## Your task
Examine the records below. Report how many of their lines contain the word "tokio", with no other content.

Saved data entries:
※
//! Test doubles for the weather provider: a scripted in-process provider and
//! an HTTP server that answers like weatherstack does.

use super::{ForecastProvider, RawResponse};
use super::weatherstack::ProviderError;
use crate::config::Config;
use async_trait::async_trait;
use axum::{
    extract::{Query, State},
    http::StatusCode,
    routing::get,
    Router,
};
use std::collections::HashMap;
use std::sync::atomic::{AtomicUsize, Ordering};
use std::sync::{Arc, Mutex};

pub mod fixtures {
    use crate::forecast::types::AstroData;

    pub const FORECAST_VANCOUVER: &str = include_str!("../../fixtures/forecast_vancouver.json");
    pub const MISSING_ACCESS_KEY: &str = include_str!("../../fixtures/101_missing_access_key.json");
    pub const INVALID_ACCESS_KEY: &str = include_str!("../../fixtures/101_invalid_access_key.json");
    pub const MISSING_QUERY: &str = include_str!("../../fixtures/601_missing_query.json");
    pub const NO_RESULTS: &str = include_str!("../../fixtures/602_no_results.json");
    pub const USAGE_LIMIT_REACHED: &str = include_str!("../../fixtures/104_usage_limit_reached.json");

    pub fn vancouver_astro() -> AstroData {
        AstroData {
            sunrise: "05:07 AM".to_string(),
            sunset: "09:22 PM".to_string(),
            moonrise: "06:58 AM".to_string(),
            moonset: "11:52 PM".to_string(),
            moon_phase: "Waxing Crescent".to_string(),
            moon_illumination: 3,
        }
    }

    /// Minimal single-day forecast body.
    pub fn forecast_body(localtime: &str, timezone_id: &str, date: &str, moon_illumination: u8) -> String {
        serde_json::json!({
            "location": {
                "name": "Vancouver",
                "country": "Canada",
                "region": "British Columbia",
                "localtime": localtime,
                "timezone_id": timezone_id
            },
            "forecast": {
                date: {
                    "date": date,
                    "astro": {
                        "sunrise": "05:07 AM",
                        "sunset": "09:22 PM",
                        "moonrise": "06:58 AM",
                        "moonset": "11:52 PM",
                        "moon_phase": "Waxing Crescent",
                        "moon_illumination": moon_illumination
                    }
                }
            }
        })
        .to_string()
    }
}

/// Provider that replays scripted responses and records every call. Once the
/// script runs out the last response repeats.
pub struct StubProvider {
    responses: Vec<(u16, String)>,
    calls: AtomicUsize,
    locations: Mutex<Vec<String>>,
}

impl StubProvider {
    pub fn new(status: u16, body: impl Into<String>) -> Self {
        Self::sequence(vec![(status, body.into())])
    }

    pub fn sequence(responses: Vec<(u16, String)>) -> Self {
        assert!(!responses.is_empty(), "stub needs at least one response");
        Self {
            responses,
            calls: AtomicUsize::new(0),
            locations: Mutex::new(Vec::new()),
        }
    }

    pub fn vancouver() -> Self {
        Self::new(200, fixtures::FORECAST_VANCOUVER)
    }

    pub fn calls(&self) -> usize {
        self.calls.load(Ordering::SeqCst)
    }

    pub fn locations(&self) -> Vec<String> {
        self.locations.lock().unwrap().clone()
    }
}

#[async_trait]
impl ForecastProvider for StubProvider {
    async fn fetch_forecast(&self, location: &str) -> Result<RawResponse, ProviderError> {
        let call = self.calls.fetch_add(1, Ordering::SeqCst);
        self.locations.lock().unwrap().push(location.to_string());

        // Give concurrent callers a chance to interleave, like a real network hop
        tokio::task::yield_now().await;

        let (status, body) = &self.responses[call.min(self.responses.len() - 1)];
        Ok(RawResponse {
            status: *status,
            body: body.clone().into_bytes(),
        })
    }
}

pub fn test_config(base_url: &str, weather_key: &str) -> Config {
    Config {
        weather_key: weather_key.to_string(),
        weatherstack_base_url: base_url.to_string(),
        server_host: "127.0.0.1".to_string(),
        server_port: 0,
        cors_allowed_origin: "http://localhost:5173".to_string(),
        http_timeout_secs: 5,
    }
}

async fn mock_forecast(
    State(hits): State<Arc<AtomicUsize>>,
    Query(params): Query<HashMap<String, String>>,
) -> (StatusCode, String) {
    hits.fetch_add(1, Ordering::SeqCst);

    let key = params.get("access_key").map(String::as_str).unwrap_or_default();
    let location = params.get("query").map(String::as_str).unwrap_or_default();

    let (status, body) = match (key, location) {
        ("", _) => (StatusCode::UNAUTHORIZED, fixtures::MISSING_ACCESS_KEY),
        ("invalid", _) => (StatusCode::UNAUTHORIZED, fixtures::INVALID_ACCESS_KEY),
        (_, "") => (StatusCode::UNAUTHORIZED, fixtures::MISSING_QUERY),
        (_, "602_no_results") => (StatusCode::BAD_REQUEST, fixtures::NO_RESULTS),
        (_, "104_usage_limit_reached") => (StatusCode::BAD_REQUEST, fixtures::USAGE_LIMIT_REACHED),
        _ => (StatusCode::OK, fixtures::FORECAST_VANCOUVER),
    };

    (status, body.to_string())
}

/// Start a weatherstack look-alike on an ephemeral port and return its base
/// URL. `hits` counts every request it receives.
pub async fn spawn_mock_weatherstack(hits: Arc<AtomicUsize>) -> String {
    let app = Router::new()
        .route("/forecast", get(mock_forecast))
        .with_state(hits);

    let listener = tokio::net::TcpListener::bind("127.0.0.1:0").await.unwrap();
    let addr = listener.local_addr().unwrap();
    tokio::spawn(async move {
        axum::serve(listener, app).await.unwrap();
    });

    format!("http://{}", addr)
}
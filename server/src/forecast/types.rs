use serde::{Deserialize, Serialize};
use std::collections::BTreeMap;
use std::fmt;

/// Astronomy block for one day, shared between the provider payload and our
/// own responses.
#[derive(Debug, Clone, PartialEq, Eq, Serialize, Deserialize)]
pub struct AstroData {
    pub sunrise: String,
    pub sunset: String,
    pub moonrise: String,
    pub moonset: String,
    pub moon_phase: String,
    pub moon_illumination: u8,
}

/// Astro data resolved for a location, as reported by the provider.
#[derive(Debug, Clone, PartialEq, Eq)]
pub struct AstroRecord {
    pub name: String,
    pub region: String,
    pub country: String,
    pub date: String,
    pub astro: AstroData,
}

// Provider payloads. Only fields we read are declared; coordinates, daily
// metrics and the like are skipped whatever their type.

#[derive(Debug, Clone, Deserialize)]
pub struct ForecastPayload {
    pub location: LocationBlock,
    #[serde(default)]
    pub forecast: BTreeMap<String, ForecastDay>,
}

#[derive(Debug, Clone, Deserialize)]
pub struct LocationBlock {
    pub name: String,
    pub country: String,
    pub region: String,
    pub localtime: String,
    pub timezone_id: String,
}

#[derive(Debug, Clone, Deserialize)]
pub struct ForecastDay {
    pub astro: AstroData,
}

#[derive(Debug, Clone, Deserialize)]
pub struct ApiErrorPayload {
    pub error: ApiError,
}

/// Structured failure reported by the provider.
#[derive(Debug, Clone, PartialEq, Eq, Serialize, Deserialize)]
pub struct ApiError {
    pub code: i32,
    #[serde(rename = "type")]
    pub kind: String,
    pub info: String,
}

impl fmt::Display for ApiError {
    fn fmt(&self, f: &mut fmt::Formatter<'_>) -> fmt::Result {
        write!(f, "code={}, type={}, info={}", self.code, self.kind, self.info)
    }
}
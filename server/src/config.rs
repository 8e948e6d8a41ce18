use serde::{Deserialize, Serialize};
use std::env;

#[derive(Clone, Debug, Serialize, Deserialize)]
pub struct Config {
    pub weather_key: String,
    pub weatherstack_base_url: String,
    pub server_host: String,
    pub server_port: u16,
    pub cors_allowed_origin: String,
    pub http_timeout_secs: u64,
}

impl Config {
    pub fn from_env() -> anyhow::Result<Self> {
        Self::from_lookup(|name| env::var(name).ok())
    }

    /// Build the configuration from any variable source.
    pub fn from_lookup<F>(lookup: F) -> anyhow::Result<Self>
    where
        F: Fn(&str) -> Option<String>,
    {
        let or_default = |name: &str, default: &str| lookup(name).unwrap_or_else(|| default.to_string());

        Ok(Config {
            weather_key: lookup("WEATHER_KEY")
                .ok_or_else(|| anyhow::anyhow!("WEATHER_KEY not set"))?,
            weatherstack_base_url: or_default("WEATHERSTACK_BASE_URL", "http://api.weatherstack.com"),
            server_host: or_default("SERVER_HOST", "127.0.0.1"),
            server_port: or_default("SERVER_PORT", "8080")
                .parse()
                .map_err(|e| anyhow::anyhow!("SERVER_PORT is not a valid port: {}", e))?,
            cors_allowed_origin: or_default("CORS_ALLOWED_ORIGIN", "http://localhost:5173"),
            http_timeout_secs: or_default("HTTP_TIMEOUT_SECS", "30")
                .parse()
                .map_err(|e| anyhow::anyhow!("HTTP_TIMEOUT_SECS is not a number of seconds: {}", e))?,
        })
    }

    pub fn bind_addr(&self) -> String {
        format!("{}:{}", self.server_host, self.server_port)
    }
}
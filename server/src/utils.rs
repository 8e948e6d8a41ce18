use chrono::{DateTime, Utc};
use serde::Serialize;

/// Case-fold and trim a location so `Vancouver` and ` vancouver ` share an entry
pub fn normalize_location(location: &str) -> String {
    location.trim().to_lowercase()
}

/// Generate a cache key for astro data: normalized location plus the caller's
/// calendar day.
pub fn astro_cache_key(location: &str, now: DateTime<Utc>) -> String {
    format!("{}:{}", normalize_location(location), now.format("%Y-%m-%d"))
}

/// Error response helper
#[derive(Debug, Serialize)]
pub struct ErrorResponse {
    pub error: String,
    pub code: String,
    pub timestamp: DateTime<Utc>,
}

impl ErrorResponse {
    pub fn new(error: &str, code: &str) -> Self {
        Self {
            error: error.to_string(),
            code: code.to_string(),
            timestamp: Utc::now(),
        }
    }
}
//! Trigger-value rules for fault placement
//!
//! Each synthetic implementation returns the failure sentinel when its
//! input equals its trigger value. The rule decides where those triggers
//! sit relative to the loop bounds.

use serde::{Deserialize, Serialize};

/// Rule assigning a trigger value to every implementation index
#[derive(Debug, Clone, Copy, PartialEq, Eq, Default, Serialize, Deserialize)]
pub enum TriggerRule {
    /// `iterations - i`, except the implementation selected on the final
    /// iteration which fires on `iterations - 1`.
    ///
    /// A default trigger that would be selected on its own iteration before
    /// the final one is parked at `-i`, outside the loop range, so the
    /// final iteration is the only failing one.
    #[default]
    FinalIteration,

    /// `iterations - i` for every implementation, with no override.
    ///
    /// Kept to reproduce the earlier generator. Fault placement is only
    /// correct for some parameter pairs; the program check rejects the rest.
    Descending,
}

impl TriggerRule {
    /// Compute the trigger for implementation `index`
    #[must_use]
    pub fn trigger(self, iterations: u32, functions: u32, index: u32) -> i64 {
        let iterations = i64::from(iterations);
        let functions = i64::from(functions);
        let index = i64::from(index);
        let default = iterations - index;

        match self {
            Self::Descending => default,
            Self::FinalIteration => {
                if index == (iterations - 1).rem_euclid(functions) {
                    iterations - 1
                } else if (0..iterations).contains(&default) && default % functions == index {
                    -index
                } else {
                    default
                }
            }
        }
    }

    /// Triggers for indices `0..functions`, in index order
    #[must_use]
    pub fn triggers(self, iterations: u32, functions: u32) -> Vec<i64> {
        (0..functions)
            .map(|index| self.trigger(iterations, functions, index))
            .collect()
    }
}

impl std::fmt::Display for TriggerRule {
    fn fmt(&self, f: &mut std::fmt::Formatter<'_>) -> std::fmt::Result {
        match self {
            Self::FinalIteration => write!(f, "final-iteration"),
            Self::Descending => write!(f, "descending"),
        }
    }
}
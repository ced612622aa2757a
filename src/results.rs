//! Results directory and CSV results table
//!
//! One directory per harness run, named from the local time and the
//! short source revision. It keeps every generated program, every tool
//! log and `results.csv`; nothing is cleaned up afterwards.

use std::fs::OpenOptions;
use std::path::{Path, PathBuf};
use std::process::Command;
use std::time::Duration;

use chrono::{DateTime, Local};
use serde::{Deserialize, Serialize};

use crate::generator::GenerationParameters;
use crate::{Error, Result};

/// Directory name prefix
pub const DIR_PREFIX: &str = "synthetic_dynamic_dispatch";

/// Results table file name
pub const RESULTS_FILE: &str = "results.csv";

/// Revision used when no git revision can be found
pub const UNKNOWN_REVISION: &str = "unknown";

/// Column names of the results table
pub const FIELDNAMES: [&str; 4] = ["tool", "iterations", "functions", "time"];

/// Short revision of the working tree (`git rev-parse --short HEAD`)
///
/// # Errors
///
/// Returns [`Error::Revision`] if git cannot be run or reports failure.
pub fn current_revision() -> Result<String> {
    let output = Command::new("git")
        .args(["rev-parse", "--short", "HEAD"])
        .output()
        .map_err(|e| Error::Revision(format!("failed to run git: {e}")))?;
    if !output.status.success() {
        return Err(Error::Revision(
            String::from_utf8_lossy(&output.stderr).trim().to_string(),
        ));
    }
    let rev = String::from_utf8_lossy(&output.stdout).trim().to_string();
    if rev.is_empty() {
        return Err(Error::Revision("git printed no revision".into()));
    }
    Ok(rev)
}

/// Directory name for a run started at `time` on `revision`
#[must_use]
pub fn directory_name(time: &DateTime<Local>, revision: &str) -> String {
    format!(
        "{DIR_PREFIX}_{}_{revision}",
        time.format("%Y-%m-%d_%H-%M")
    )
}

/// Container for all artifacts of one harness run
#[derive(Debug, Clone, PartialEq, Eq)]
pub struct ResultsDirectory {
    path: PathBuf,
}

impl ResultsDirectory {
    /// Create (or reuse) `<root>/<directory_name>`
    ///
    /// # Errors
    ///
    /// Returns an error if the directory cannot be created.
    pub fn create(root: &Path, time: &DateTime<Local>, revision: &str) -> Result<Self> {
        let path = root.join(directory_name(time, revision));
        std::fs::create_dir_all(&path)?;
        Ok(Self { path })
    }

    /// Use an existing or new directory at an explicit path
    ///
    /// # Errors
    ///
    /// Returns an error if the directory cannot be created.
    pub fn at(path: impl Into<PathBuf>) -> Result<Self> {
        let path = path.into();
        std::fs::create_dir_all(&path)?;
        Ok(Self { path })
    }

    /// Directory path
    #[must_use]
    pub fn path(&self) -> &Path {
        &self.path
    }

    /// Path of the generated program for a grid cell
    #[must_use]
    pub fn program_path(&self, params: GenerationParameters, extension: &str) -> PathBuf {
        self.path.join(format!("{}.{extension}", params.test_id()))
    }

    /// Path of the results table
    #[must_use]
    pub fn results_path(&self) -> PathBuf {
        self.path.join(RESULTS_FILE)
    }
}

/// One completed tool run
#[derive(Debug, Clone, PartialEq)]
pub struct ToolInvocationResult {
    /// Tool identifier
    pub tool_name: String,
    /// Grid cell
    pub parameters: GenerationParameters,
    /// Wall-clock time in seconds
    pub elapsed_seconds: f64,
    /// Captured stdout and stderr
    pub raw_output: String,
}

impl ToolInvocationResult {
    /// Build a result from a measured duration
    #[must_use]
    pub fn new(
        tool_name: impl Into<String>,
        parameters: GenerationParameters,
        elapsed: Duration,
        raw_output: String,
    ) -> Self {
        Self {
            tool_name: tool_name.into(),
            parameters,
            elapsed_seconds: elapsed.as_secs_f64(),
            raw_output,
        }
    }
}

/// Row of `results.csv`
#[derive(Debug, Clone, PartialEq, Serialize, Deserialize)]
pub struct ResultRow {
    /// Tool identifier
    pub tool: String,
    /// Iteration count
    pub iterations: u32,
    /// Function count
    pub functions: u32,
    /// Elapsed seconds
    pub time: f64,
}

impl From<&ToolInvocationResult> for ResultRow {
    fn from(result: &ToolInvocationResult) -> Self {
        Self {
            tool: result.tool_name.clone(),
            iterations: result.parameters.iterations,
            functions: result.parameters.functions,
            time: result.elapsed_seconds,
        }
    }
}

/// Append-only CSV table with a fixed header
///
/// The file is opened per write and closed again before returning, so
/// rows already appended survive an aborted run.
#[derive(Debug, Clone, PartialEq, Eq)]
pub struct ResultsTable {
    path: PathBuf,
}

impl ResultsTable {
    /// Create (truncating) the table and write the header row
    ///
    /// # Errors
    ///
    /// Returns an error if the file cannot be created or written.
    pub fn create(path: impl Into<PathBuf>) -> Result<Self> {
        let path = path.into();
        let mut writer = csv::Writer::from_path(&path)?;
        writer.write_record(FIELDNAMES)?;
        writer.flush()?;
        Ok(Self { path })
    }

    /// Table file path
    #[must_use]
    pub fn path(&self) -> &Path {
        &self.path
    }

    /// Append one row
    ///
    /// # Errors
    ///
    /// Returns an error if the file cannot be opened or written.
    pub fn append(&self, row: &ResultRow) -> Result<()> {
        let file = OpenOptions::new().append(true).open(&self.path)?;
        let mut writer = csv::WriterBuilder::new()
            .has_headers(false)
            .from_writer(file);
        writer.serialize(row)?;
        writer.flush()?;
        Ok(())
    }

    /// Read all data rows back
    ///
    /// # Errors
    ///
    /// Returns an error if the file cannot be read or a row is malformed.
    pub fn load(path: &Path) -> Result<Vec<ResultRow>> {
        let mut reader = csv::Reader::from_path(path)?;
        let headers = reader.headers()?.clone();
        if headers.iter().ne(FIELDNAMES) {
            return Err(Error::Serialization(format!(
                "unexpected header in {}: {headers:?}",
                path.display()
            )));
        }
        reader
            .deserialize()
            .map(|row| row.map_err(Error::from))
            .collect()
    }
}

#[cfg(test)]
mod tests {
    use super::*;
    use chrono::TimeZone;

    fn params(iterations: u32, functions: u32) -> GenerationParameters {
        GenerationParameters::new(iterations, functions).unwrap()
    }

    fn fixed_time() -> DateTime<Local> {
        Local.with_ymd_and_hms(2021, 7, 14, 9, 5, 0).unwrap()
    }

    #[test]
    fn test_directory_name() {
        assert_eq!(
            directory_name(&fixed_time(), "a1b2c3d"),
            "synthetic_dynamic_dispatch_2021-07-14_09-05_a1b2c3d"
        );
    }

    #[test]
    fn test_create_directory_is_idempotent() {
        let root = tempfile::tempdir().unwrap();
        let a = ResultsDirectory::create(root.path(), &fixed_time(), "abc").unwrap();
        let b = ResultsDirectory::create(root.path(), &fixed_time(), "abc").unwrap();
        assert_eq!(a, b);
        assert!(a.path().is_dir());
        assert!(a.path().ends_with("synthetic_dynamic_dispatch_2021-07-14_09-05_abc"));
    }

    #[test]
    fn test_artifact_paths() {
        let root = tempfile::tempdir().unwrap();
        let dir = ResultsDirectory::at(root.path().join("run")).unwrap();
        assert_eq!(
            dir.program_path(params(10, 2), "rs"),
            root.path().join("run").join("10i_2f.rs")
        );
        assert_eq!(dir.results_path(), root.path().join("run").join("results.csv"));
    }

    #[test]
    fn test_table_header_only() {
        let dir = tempfile::tempdir().unwrap();
        let table = ResultsTable::create(dir.path().join("results.csv")).unwrap();
        let text = std::fs::read_to_string(table.path()).unwrap();
        assert_eq!(text, "tool,iterations,functions,time\n");
        assert!(ResultsTable::load(table.path()).unwrap().is_empty());
    }

    #[test]
    fn test_table_append_preserves_order() {
        let dir = tempfile::tempdir().unwrap();
        let table = ResultsTable::create(dir.path().join("results.csv")).unwrap();

        let first = ToolInvocationResult::new(
            "rmc",
            params(10, 2),
            Duration::from_millis(1500),
            String::new(),
        );
        let second = ToolInvocationResult::new(
            "smack",
            params(10, 2),
            Duration::from_millis(250),
            String::new(),
        );
        table.append(&ResultRow::from(&first)).unwrap();
        table.append(&ResultRow::from(&second)).unwrap();

        let text = std::fs::read_to_string(table.path()).unwrap();
        assert_eq!(
            text,
            "tool,iterations,functions,time\nrmc,10,2,1.5\nsmack,10,2,0.25\n"
        );

        let rows = ResultsTable::load(table.path()).unwrap();
        assert_eq!(rows.len(), 2);
        assert_eq!(rows[0].tool, "rmc");
        assert!((rows[1].time - 0.25).abs() < f64::EPSILON);
    }

    #[test]
    fn test_create_truncates() {
        let dir = tempfile::tempdir().unwrap();
        let path = dir.path().join("results.csv");
        std::fs::write(&path, "stale\n").unwrap();
        ResultsTable::create(&path).unwrap();
        assert_eq!(
            std::fs::read_to_string(&path).unwrap(),
            "tool,iterations,functions,time\n"
        );
    }

    #[test]
    fn test_tool_name_with_comma_is_quoted() {
        let dir = tempfile::tempdir().unwrap();
        let table = ResultsTable::create(dir.path().join("results.csv")).unwrap();
        table
            .append(&ResultRow {
                tool: "smack,bpl".to_string(),
                iterations: 1,
                functions: 1,
                time: 0.0,
            })
            .unwrap();
        let rows = ResultsTable::load(table.path()).unwrap();
        assert_eq!(rows[0].tool, "smack,bpl");
    }

    #[test]
    fn test_load_rejects_foreign_header() {
        let dir = tempfile::tempdir().unwrap();
        let path = dir.path().join("other.csv");
        std::fs::write(&path, "a,b\n1,2\n").unwrap();
        assert!(ResultsTable::load(&path).is_err());
    }

    #[test]
    fn test_append_without_create_fails() {
        let dir = tempfile::tempdir().unwrap();
        let table = ResultsTable {
            path: dir.path().join("absent.csv"),
        };
        let row = ResultRow {
            tool: "rmc".to_string(),
            iterations: 1,
            functions: 1,
            time: 0.0,
        };
        assert!(matches!(table.append(&row), Err(Error::Io(_))));
    }

    #[test]
    fn test_invocation_result_seconds() {
        let result = ToolInvocationResult::new(
            "rmc",
            params(3, 1),
            Duration::from_millis(2500),
            "VERIFICATION FAILED".to_string(),
        );
        assert!((result.elapsed_seconds - 2.5).abs() < 1e-9);
        let row = ResultRow::from(&result);
        assert_eq!(row.iterations, 3);
        assert_eq!(row.functions, 1);
    }
}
※
## Result of this exercise
3